Debts come due

Just a bit of deferred maintenance. (Image by Emslichter)

Just a bit of deferred maintenance. (Image by Emslichter)

How do you transport an unregistered car to a new state in order to get it registered?

As it happens, there’s a plan for that. For instance, the state of Maine offers a ten-day transit permit that functions as a temporary registration.

And that would have been great for me, but the flimsy transit plate blew clean off the car somewhere in South Carolina only a few hours into my trip from Atlanta to Maine. So I got out the screwdriver and put on my old Georgia tag and hoped for the best.

A few hundred miles later, when I went over the George Washington Bridge, I wondered where the invoice for the automated toll would go. After all, my Georgia registration was associated with an address where I no longer lived. Strangely, creepily, the bill came directly to my home in Maine six weeks later.

I’d rather not dwell on how much information strangers and government agencies have about me. However, this saga got me thinking about debts, literal and metaphorical. Sooner or later, they come due, and you can’t always predict when they will arrive and how much you’ll be asked for. In fact, some of our choices lead to consequences we can’t have foreseen, yet we’re on the hook for them anyway.

As the threat of the coronavirus recedes in most of the United States, I’ve done a bit of traveling and visiting. My immune system, now unaccustomed to being around other humans, was not able to withstand a redeye flight, a subsequent bus trip, and jet lag. I caught a cold (lots of sneezing; there’s no sneezing with Covid). Of course I did. Did I think I could dance around the globe without paying the price?

Meanwhile, days of visiting with family took their toll on my work. I found myself scrambling to catch up, working long hours just to get back to zero. But then I realized that I wasn’t just recovering from a couple of weeks of fun. There’s an extensive backlog from days and weeks and months of listlessness and lethargy during the pandemic. I wasn’t in a constant state of decreased productivity, but I definitely cycled through periods of lower output. Just when I’d like to be out having fun, I’ve got a lot of stuff to do. It looks like I’ll be catching up for awhile.

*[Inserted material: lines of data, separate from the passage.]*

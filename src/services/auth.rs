use argon2::password_hash::{SaltString, rand_core::OsRng};
use argon2::{Argon2, PasswordHash, PasswordHasher, PasswordVerifier};
use chrono::Utc;

use crate::domain::auth::{AuthenticatedUser, NewUser};
use crate::domain::types::Role;
use crate::forms::auth::{LoginFormPayload, SignupFormPayload};
use crate::repository::{ProfileReader, UserReader, UserWriter};

use super::{ServiceError, ServiceResult, UserMessage, load_actor};

fn hash_password(password: &str) -> ServiceResult<String> {
    let salt = SaltString::generate(&mut OsRng);
    Argon2::default()
        .hash_password(password.as_bytes(), &salt)
        .map(|hash| hash.to_string())
        .map_err(|e| {
            log::error!("Failed to hash password: {e}");
            ServiceError::Internal
        })
}

fn verify_password(password: &str, hash: &str) -> bool {
    match PasswordHash::new(hash) {
        Ok(parsed) => Argon2::default()
            .verify_password(password.as_bytes(), &parsed)
            .is_ok(),
        Err(e) => {
            log::error!("Stored password hash is malformed: {e}");
            false
        }
    }
}

/// Creates the account and its profile in one step and signs the user in.
pub fn sign_up<R>(payload: SignupFormPayload, repo: &R) -> ServiceResult<(AuthenticatedUser, Role)>
where
    R: UserReader + UserWriter,
{
    let email = payload.profile.email.clone();
    let role = payload.profile.role();

    match repo.get_user_by_email(&email) {
        Ok(Some(_)) => {
            return Err(ServiceError::Conflict(UserMessage::new(
                "errors.email_taken",
            )));
        }
        Ok(None) => {}
        Err(e) => {
            log::error!("Failed to look up user by email: {e}");
            return Err(ServiceError::Internal);
        }
    }

    let user = NewUser {
        email,
        password_hash: hash_password(&payload.password)?,
        created_at: Utc::now().naive_utc(),
    };

    match repo.create_user_with_profile(&user, &payload.profile) {
        Ok(id) => {
            log::info!("New {role} account {id} created");
            Ok((AuthenticatedUser { id }, role))
        }
        Err(e) if e.is_constraint_violation() => Err(ServiceError::Conflict(UserMessage::new(
            "errors.email_taken",
        ))),
        Err(e) => {
            log::error!("Failed to create account: {e}");
            Err(ServiceError::Internal)
        }
    }
}

/// Checks credentials. Unknown email and wrong password are indistinguishable
/// to the caller.
pub fn sign_in<R>(payload: LoginFormPayload, repo: &R) -> ServiceResult<(AuthenticatedUser, Role)>
where
    R: UserReader + ProfileReader,
{
    let user = match repo.get_user_by_email(&payload.email) {
        Ok(Some(user)) => user,
        Ok(None) => return Err(ServiceError::Unauthorized),
        Err(e) => {
            log::error!("Failed to look up user by email: {e}");
            return Err(ServiceError::Internal);
        }
    };

    if !verify_password(&payload.password, &user.password_hash) {
        return Err(ServiceError::Unauthorized);
    }

    let actor = AuthenticatedUser { id: user.id };
    let profile = load_actor(&actor, repo)?;
    Ok((actor, profile.role()))
}

#[cfg(test)]
mod tests {
    use super::*;
    use crate::domain::profile::{NewProfile, NewProfileKind};
    use crate::domain::types::{CompanyName, Email, FullName};
    use crate::repository::test::TestRepository;

    fn signup(email: &str, kind: NewProfileKind) -> SignupFormPayload {
        SignupFormPayload {
            password: "secret123".into(),
            profile: NewProfile {
                email: Email::new(email).unwrap(),
                full_name: FullName::new("Michael Brown").unwrap(),
                kind,
            },
        }
    }

    fn login(email: &str, password: &str) -> LoginFormPayload {
        LoginFormPayload {
            email: Email::new(email).unwrap(),
            password: password.into(),
        }
    }

    #[test]
    fn sign_up_creates_profile_with_chosen_role() {
        let repo = TestRepository::default();
        let (user, role) = sign_up(
            signup(
                "brand@example.com",
                NewProfileKind::Company {
                    company_name: CompanyName::new("Acme").unwrap(),
                },
            ),
            &repo,
        )
        .unwrap();

        assert_eq!(role, Role::Company);
        let profile = repo.profile(user.id).unwrap();
        assert_eq!(profile.display_name(), "Acme");
    }

    #[test]
    fn duplicate_email_is_a_conflict() {
        let repo = TestRepository::default();
        sign_up(signup("dup@example.com", NewProfileKind::Influencer), &repo).unwrap();

        let err = sign_up(signup("dup@example.com", NewProfileKind::Influencer), &repo).unwrap_err();
        assert!(matches!(err, ServiceError::Conflict(_)));
    }

    #[test]
    fn sign_in_checks_password() {
        let repo = TestRepository::default();
        let (created, _) =
            sign_up(signup("me@example.com", NewProfileKind::Influencer), &repo).unwrap();

        let (user, role) = sign_in(login("me@example.com", "secret123"), &repo).unwrap();
        assert_eq!(user, created);
        assert_eq!(role, Role::Influencer);

        assert_eq!(
            sign_in(login("me@example.com", "wrong"), &repo).unwrap_err(),
            ServiceError::Unauthorized
        );
        assert_eq!(
            sign_in(login("nobody@example.com", "secret123"), &repo).unwrap_err(),
            ServiceError::Unauthorized
        );
    }
}
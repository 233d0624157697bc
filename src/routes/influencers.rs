use actix_web::{HttpRequest, Responder, get, web};
use actix_web_flash_messages::IncomingFlashMessages;
use tera::Tera;

use crate::domain::auth::AuthenticatedUser;
use crate::domain::types::Locale;
use crate::forms::campaigns::BrowseQuery;
use crate::i18n::Catalog;
use crate::repository::DieselRepository;
use crate::routes::{base_context, handle_page_error, render_template};
use crate::services::influencers::browse_influencers as browse_influencers_service;

#[get("/influencers/browse")]
pub async fn browse_influencers(
    request: HttpRequest,
    locale: web::Path<Locale>,
    query: web::Query<BrowseQuery>,
    user: AuthenticatedUser,
    flash_messages: IncomingFlashMessages,
    repo: web::Data<DieselRepository>,
    catalog: web::Data<Catalog>,
    tera: web::Data<Tera>,
) -> impl Responder {
    let locale = locale.into_inner();
    match browse_influencers_service(&user, &query, repo.get_ref()) {
        Ok(page) => {
            let mut context =
                base_context(&request, &flash_messages, Some(&user), "influencers", locale);
            context.insert("page", &page);
            render_template(&tera, "influencers/browse.html", &context)
        }
        Err(err) => handle_page_error(err, &catalog, locale),
    }
}
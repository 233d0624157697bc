use serde::Serialize;

use crate::domain::auth::AuthenticatedUser;
use crate::domain::filter::InfluencerFilter;
use crate::domain::types::Role;
use crate::dto::categories::CategoryDto;
use crate::dto::profiles::InfluencerCardDto;
use crate::forms::campaigns::BrowseQuery;
use crate::repository::{CategoryReader, ProfileListQuery, ProfileReader};

use super::{ServiceResult, load_actor, or_empty};

#[derive(Debug, Serialize)]
pub struct InfluencerBrowsePage {
    pub influencers: Vec<InfluencerCardDto>,
    pub categories: Vec<CategoryDto>,
    pub search: String,
    pub category_id: Option<i32>,
    pub viewer_role: Role,
}

/// Influencer directory. All influencers are loaded once and narrowed in
/// memory by name/bio search and category.
pub fn browse_influencers<R>(
    user: &AuthenticatedUser,
    query: &BrowseQuery,
    repo: &R,
) -> ServiceResult<InfluencerBrowsePage>
where
    R: ProfileReader + CategoryReader,
{
    let actor = load_actor(user, repo)?;

    let category_id = query.category_id();
    let filter = InfluencerFilter::new(query.search(), category_id);

    let profiles = or_empty(
        repo.list_profiles(ProfileListQuery::default().role(Role::Influencer)),
        "influencers",
    );
    let categories = or_empty(repo.list_categories(), "categories");

    let influencers = filter
        .apply(profiles)
        .iter()
        .filter_map(|profile| InfluencerCardDto::new(profile, &categories))
        .collect();

    Ok(InfluencerBrowsePage {
        influencers,
        categories: categories.into_iter().map(CategoryDto::from).collect(),
        search: query.search().unwrap_or_default().to_string(),
        category_id: category_id.map(|id| id.get()),
        viewer_role: actor.role(),
    })
}
impl ApplicationReader for TestRepository {
    fn list_applications(
        &self,
        query: ApplicationListQuery,
    ) -> RepositoryResult<Vec<ApplicationListing>> {
        let campaigns = self.campaigns.borrow();
        let mut items: Vec<Application> = self
            .applications
            .borrow()
            .iter()
            .filter(|a| query.campaign_id.is_none_or(|id| a.campaign_id == id))
            .filter(|a| query.influencer_id.is_none_or(|id| a.influencer_id == id))
            .filter(|a| {
                query.company_id.is_none_or(|company| {
                    campaigns
                        .iter()
                        .any(|c| c.id == a.campaign_id && c.company_id == company)
                })
            })
            .cloned()
            .collect();
        items.sort_by(|a, b| b.created_at.cmp(&a.created_at).then(b.id.cmp(&a.id)));

        Ok(items
            .into_iter()
            .map(|application| ApplicationListing {
                campaign_title: campaigns
                    .iter()
                    .find(|c| c.id == application.campaign_id)
                    .map(|c| c.title.to_string()),
                influencer_name: self
                    .profile(application.influencer_id)
                    .map(|p| p.full_name.to_string()),
                application,
            })
            .collect())
    }

    fn get_application_by_id(&self, id: ApplicationId) -> RepositoryResult<Option<Application>> {
        Ok(self
            .applications
            .borrow()
            .iter()
            .find(|a| a.id == id)
            .cloned())
    }
}
//! Core library exports for the Komponi marketplace.
//!
//! Influencers and companies meet through campaigns: companies publish them,
//! influencers apply, and companies accept or reject the applications. The
//! `data` feature exposes the domain, persistence and form layers; `server`
//! adds the Actix-web services, routes and templates on top.

#[cfg(feature = "data")]
pub mod db;
#[cfg(feature = "data")]
pub mod domain;
#[cfg(feature = "data")]
pub mod dto;
#[cfg(feature = "data")]
pub mod error_conversions;
#[cfg(feature = "data")]
pub mod forms;
#[cfg(feature = "server")]
pub mod i18n;
#[cfg(feature = "server")]
pub mod identity;
#[cfg(feature = "data")]
pub mod models;
#[cfg(feature = "data")]
pub mod repository;
#[cfg(feature = "server")]
pub mod routes;
#[cfg(feature = "data")]
pub mod schema;
#[cfg(feature = "server")]
pub mod services;
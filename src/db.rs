//! SQLite connection pool shared by the repositories.

use diesel::connection::SimpleConnection;
use diesel::r2d2::{ConnectionManager, CustomizeConnection, Pool, PoolError, PooledConnection};
use diesel::sqlite::SqliteConnection;

pub type DbPool = Pool<ConnectionManager<SqliteConnection>>;
pub type DbConnection = PooledConnection<ConnectionManager<SqliteConnection>>;

/// Per-connection pragmas. Foreign keys are off by default in SQLite.
#[derive(Debug)]
struct ConnectionOptions;

impl CustomizeConnection<SqliteConnection, diesel::r2d2::Error> for ConnectionOptions {
    fn on_acquire(&self, conn: &mut SqliteConnection) -> Result<(), diesel::r2d2::Error> {
        conn.batch_execute("PRAGMA foreign_keys = ON; PRAGMA busy_timeout = 5000;")
            .map_err(diesel::r2d2::Error::QueryError)
    }
}

/// Build a connection pool for the SQLite database at `database_url`.
pub fn establish_connection_pool(database_url: &str) -> Result<DbPool, PoolError> {
    let manager = ConnectionManager::<SqliteConnection>::new(database_url);
    Pool::builder()
        .connection_customizer(Box::new(ConnectionOptions))
        .build(manager)
}
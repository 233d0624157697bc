use serde::Serialize;

use crate::domain::campaign::CampaignListing;

/// Campaign card shown on browse pages, dashboards and the detail page.
#[derive(Debug, Clone, PartialEq, Serialize)]
pub struct CampaignCardDto {
    pub id: i32,
    pub title: String,
    pub description: String,
    pub requirements: String,
    /// Formatted budget, e.g. `$1,000 - $5,000`.
    pub budget: String,
    pub status: &'static str,
    pub company_name: String,
    pub category: Option<String>,
    pub created_at: String,
    /// Whether the viewing influencer already applied. Advisory only.
    pub is_applied: bool,
}

impl CampaignCardDto {
    pub fn new(listing: CampaignListing, is_applied: bool) -> Self {
        let CampaignListing {
            campaign,
            company_name,
            category,
        } = listing;
        Self {
            id: campaign.id.get(),
            budget: campaign.budget.format(),
            status: campaign.status.as_str(),
            created_at: campaign.created_at.format("%Y-%m-%d").to_string(),
            title: campaign.title.into_inner(),
            description: campaign.description.into_inner(),
            requirements: campaign.requirements.into_inner(),
            company_name: company_name.unwrap_or_default(),
            category: category.map(|c| c.name.into_inner()),
            is_applied,
        }
    }
}

impl From<CampaignListing> for CampaignCardDto {
    fn from(value: CampaignListing) -> Self {
        Self::new(value, false)
    }
}
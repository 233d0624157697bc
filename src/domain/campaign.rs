use chrono::NaiveDateTime;
use serde::{Deserialize, Serialize};

use crate::domain::category::Category;
use crate::domain::types::{
    BudgetAmount, CampaignDescription, CampaignId, CampaignRequirements, CampaignStatus,
    CampaignTitle, CategoryId, ProfileId, TypeConstraintError,
};

/// Company-authored request for influencer collaboration.
#[derive(Debug, Clone, Serialize, Deserialize, PartialEq)]
pub struct Campaign {
    pub id: CampaignId,
    pub company_id: ProfileId,
    pub category_id: Option<CategoryId>,
    pub title: CampaignTitle,
    pub description: CampaignDescription,
    pub requirements: CampaignRequirements,
    pub budget: BudgetRange,
    pub status: CampaignStatus,
    pub created_at: NaiveDateTime,
    pub updated_at: NaiveDateTime,
}

impl Campaign {
    pub fn is_owned_by(&self, profile_id: ProfileId) -> bool {
        self.company_id == profile_id
    }
}

/// Campaign together with the records the listing pages show next to it.
#[derive(Debug, Clone, Serialize, Deserialize, PartialEq)]
pub struct CampaignListing {
    pub campaign: Campaign,
    /// Display name of the owning company.
    pub company_name: Option<String>,
    pub category: Option<Category>,
}

/// Data required to insert a new [`Campaign`]. New campaigns start `active`.
#[derive(Debug, Clone, Serialize, Deserialize, PartialEq)]
pub struct NewCampaign {
    pub company_id: ProfileId,
    pub category_id: Option<CategoryId>,
    pub title: CampaignTitle,
    pub description: CampaignDescription,
    pub requirements: CampaignRequirements,
    pub budget: BudgetRange,
    pub created_at: NaiveDateTime,
    pub updated_at: NaiveDateTime,
}

/// Budget bounds with `min <= max` enforced at construction.
#[derive(Debug, Clone, Copy, Serialize, Deserialize, PartialEq, Eq)]
pub struct BudgetRange {
    min: BudgetAmount,
    max: BudgetAmount,
}

impl BudgetRange {
    pub fn new(min: BudgetAmount, max: BudgetAmount) -> Result<Self, TypeConstraintError> {
        if min > max {
            return Err(TypeConstraintError::InvertedBudget);
        }
        Ok(Self { min, max })
    }

    /// Rebuilds a range from stored values without re-checking the ordering.
    ///
    /// Rows written before the ordering check existed may be inverted; they
    /// are still displayed as stored.
    pub fn from_stored(min: BudgetAmount, max: BudgetAmount) -> Self {
        Self { min, max }
    }

    pub const fn min(&self) -> BudgetAmount {
        self.min
    }

    pub const fn max(&self) -> BudgetAmount {
        self.max
    }

    /// `"$100"` for a fixed budget, `"$100 - $500"` for a range.
    pub fn format(&self) -> String {
        if self.min == self.max {
            format!("${}", group_thousands(self.min.get()))
        } else {
            format!(
                "${} - ${}",
                group_thousands(self.min.get()),
                group_thousands(self.max.get())
            )
        }
    }
}

fn group_thousands(value: i64) -> String {
    let digits = value.unsigned_abs().to_string();
    let mut grouped = String::with_capacity(digits.len() + digits.len() / 3);
    for (i, ch) in digits.chars().enumerate() {
        if i > 0 && (digits.len() - i) % 3 == 0 {
            grouped.push(',');
        }
        grouped.push(ch);
    }
    if value < 0 {
        grouped.insert(0, '-');
    }
    grouped
}
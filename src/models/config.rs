use config::{Config, ConfigError, Environment, File};
use serde::Deserialize;

use crate::domain::types::Locale;

/// Configuration options for the marketplace server.
#[derive(Clone, Debug, Deserialize)]
pub struct ServerConfig {
    /// Interface the HTTP server binds to.
    pub address: String,
    pub port: u16,
    /// Path of the SQLite database file.
    pub database_url: String,
    /// Cookie signing key material, at least 64 bytes.
    pub secret: String,
    /// Glob of the Tera templates.
    pub templates_dir: String,
    /// Directory served under `/assets`.
    pub static_dir: String,
    /// Locale used when a request does not carry one.
    #[serde(default)]
    pub default_locale: Locale,
}

impl ServerConfig {
    /// Loads `config/default.yaml`, then `config/{APP_ENV}.yaml` when present,
    /// then `APP__*` environment variables.
    pub fn load() -> Result<Self, ConfigError> {
        let app_env = std::env::var("APP_ENV").unwrap_or_else(|_| "local".to_string());

        Config::builder()
            .add_source(File::with_name("config/default"))
            .add_source(File::with_name(&format!("config/{app_env}")).required(false))
            .add_source(Environment::with_prefix("APP").separator("__"))
            .build()?
            .try_deserialize()
    }
}
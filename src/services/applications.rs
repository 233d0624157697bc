use crate::domain::access::ensure_can_decide_application;
use crate::domain::auth::AuthenticatedUser;
use crate::domain::types::{ApplicationId, ApplicationStatus, CampaignId};
use crate::forms::applications::ApplicationStatusFormPayload;
use crate::repository::{ApplicationReader, ApplicationWriter, CampaignReader, ProfileReader};

use super::{ServiceError, ServiceResult, UserMessage, load_actor};

/// Campaign owner accepts or rejects a pending application.
///
/// Returns the campaign the application belongs to, so the caller can
/// redirect back to it, and the new status.
pub fn decide_application<R>(
    user: &AuthenticatedUser,
    application_id: ApplicationId,
    payload: ApplicationStatusFormPayload,
    repo: &R,
) -> ServiceResult<(CampaignId, ApplicationStatus)>
where
    R: ProfileReader + CampaignReader + ApplicationReader + ApplicationWriter,
{
    let actor = load_actor(user, repo)?;

    let application = match repo.get_application_by_id(application_id) {
        Ok(Some(application)) => application,
        Ok(None) => return Err(ServiceError::NotFound),
        Err(e) => {
            log::error!("Failed to load application {application_id}: {e}");
            return Err(ServiceError::Internal);
        }
    };

    let campaign = match repo.get_campaign_by_id(application.campaign_id) {
        Ok(Some(listing)) => listing.campaign,
        Ok(None) => return Err(ServiceError::NotFound),
        Err(e) => {
            log::error!("Failed to load campaign {}: {e}", application.campaign_id);
            return Err(ServiceError::Internal);
        }
    };

    ensure_can_decide_application(&actor, &campaign, &application)?;

    let status = payload.decision.resulting_status();
    match repo.update_application_status(application_id, status) {
        // Decided concurrently by another request.
        Ok(0) => Err(ServiceError::Conflict(UserMessage::new(
            "errors.stale_application",
        ))),
        Ok(_) => Ok((campaign.id, status)),
        Err(e) => {
            log::error!("Failed to update application status: {e}");
            Err(ServiceError::Internal)
        }
    }
}
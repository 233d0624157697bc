//! View models handed to the templates.

pub mod applications;
pub mod campaigns;
pub mod categories;
pub mod profiles;
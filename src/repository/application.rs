use std::collections::HashMap;

use chrono::Utc;
use diesel::prelude::*;

use crate::domain::application::{Application, ApplicationListing, NewApplication};
use crate::domain::types::{ApplicationId, ApplicationStatus};
use crate::models::application::{
    Application as DbApplication, NewApplication as DbNewApplication,
};
use crate::repository::{
    ApplicationListQuery, ApplicationReader, ApplicationWriter, DieselRepository,
    RepositoryResult,
};

impl ApplicationReader for DieselRepository {
    fn list_applications(
        &self,
        query: ApplicationListQuery,
    ) -> RepositoryResult<Vec<ApplicationListing>> {
        use crate::schema::{applications, campaigns, profiles};

        let mut conn = self.conn()?;

        let mut items = applications::table.into_boxed::<diesel::sqlite::Sqlite>();

        if let Some(campaign_id) = query.campaign_id {
            items = items.filter(applications::campaign_id.eq(campaign_id.get()));
        }
        if let Some(influencer_id) = query.influencer_id {
            items = items.filter(applications::influencer_id.eq(influencer_id.get()));
        }
        if let Some(company_id) = query.company_id {
            let owned = campaigns::table
                .filter(campaigns::company_id.eq(company_id.get()))
                .select(campaigns::id);
            items = items.filter(applications::campaign_id.eq_any(owned));
        }

        let rows = items
            .order((applications::created_at.desc(), applications::id.desc()))
            .load::<DbApplication>(&mut conn)?;

        let campaign_ids: Vec<i32> = rows.iter().map(|a| a.campaign_id).collect();
        let influencer_ids: Vec<i32> = rows.iter().map(|a| a.influencer_id).collect();

        let titles: HashMap<i32, String> = campaigns::table
            .filter(campaigns::id.eq_any(&campaign_ids))
            .select((campaigns::id, campaigns::title))
            .load::<(i32, String)>(&mut conn)?
            .into_iter()
            .collect();

        let names: HashMap<i32, String> = profiles::table
            .filter(profiles::id.eq_any(&influencer_ids))
            .select((profiles::id, profiles::full_name))
            .load::<(i32, String)>(&mut conn)?
            .into_iter()
            .collect();

        rows.into_iter()
            .map(|row| {
                let campaign_title = titles.get(&row.campaign_id).cloned();
                let influencer_name = names.get(&row.influencer_id).cloned();
                Ok(ApplicationListing {
                    application: Application::try_from(row)?,
                    campaign_title,
                    influencer_name,
                })
            })
            .collect()
    }

    fn get_application_by_id(&self, id: ApplicationId) -> RepositoryResult<Option<Application>> {
        use crate::schema::applications;

        let mut conn = self.conn()?;

        let row = applications::table
            .filter(applications::id.eq(id.get()))
            .first::<DbApplication>(&mut conn)
            .optional()?;

        Ok(row.map(Application::try_from).transpose()?)
    }
}

impl ApplicationWriter for DieselRepository {
    fn create_application(&self, application: &NewApplication) -> RepositoryResult<ApplicationId> {
        use crate::schema::applications;

        let mut conn = self.conn()?;
        let db_application: DbNewApplication = application.clone().into();

        let id: i32 = diesel::insert_into(applications::table)
            .values(db_application)
            .returning(applications::id)
            .get_result(&mut conn)?;

        Ok(ApplicationId::new(id)?)
    }

    fn update_application_status(
        &self,
        id: ApplicationId,
        status: ApplicationStatus,
    ) -> RepositoryResult<usize> {
        use crate::schema::applications;

        let mut conn = self.conn()?;

        let affected = diesel::update(
            applications::table
                .filter(applications::id.eq(id.get()))
                .filter(applications::status.eq(ApplicationStatus::Pending.as_str())),
        )
        .set((
            applications::status.eq(status.as_str()),
            applications::updated_at.eq(Utc::now().naive_utc()),
        ))
        .execute(&mut conn)?;

        Ok(affected)
    }
}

Meanwhile, meanwhile, I spent my adult life not having children, not saving money, consuming sugar, not doing crunches and not learning a foreign language. It should be no surprise to find that my home life, bank account, dental health, and core strength are what they are. And no surprise that I can’t do much more than order a taco in Spanish.

The bills come due. I am grateful that I don’t have arthritis (yet) or impaired hearing (yet). I am mobile and able and still have almost all of the choices I had in my twenties. But the bills come due eventually. They’ll find me wherever I am, and I have to be ready to pay.

I have invested wisely in some areas, and I hope it’s not too late in others. I have, as a result of age and the pandemic, a renewed appreciation for some of the basic joys and privileges of life. I don’t take my health, my family, or my career for granted. I appreciate being able to wake up early in the morning in a peaceful home, and then I equally appreciate being able to leave it and go virtually anywhere I want. My freedom is priceless.

Someday, inshallah, I will be old. Maybe, as a result of my choices over the preceding decades, I’ll have stooped shoulders and a job bagging groceries at Hannaford. Maybe I’ll live independently, or perhaps I’ll have dementia like my grandmother did. Will I still be able to play the piano or go for a walk? I don’t know. I do know that what I have, I may not have forever. I ought to make the most of it while I can.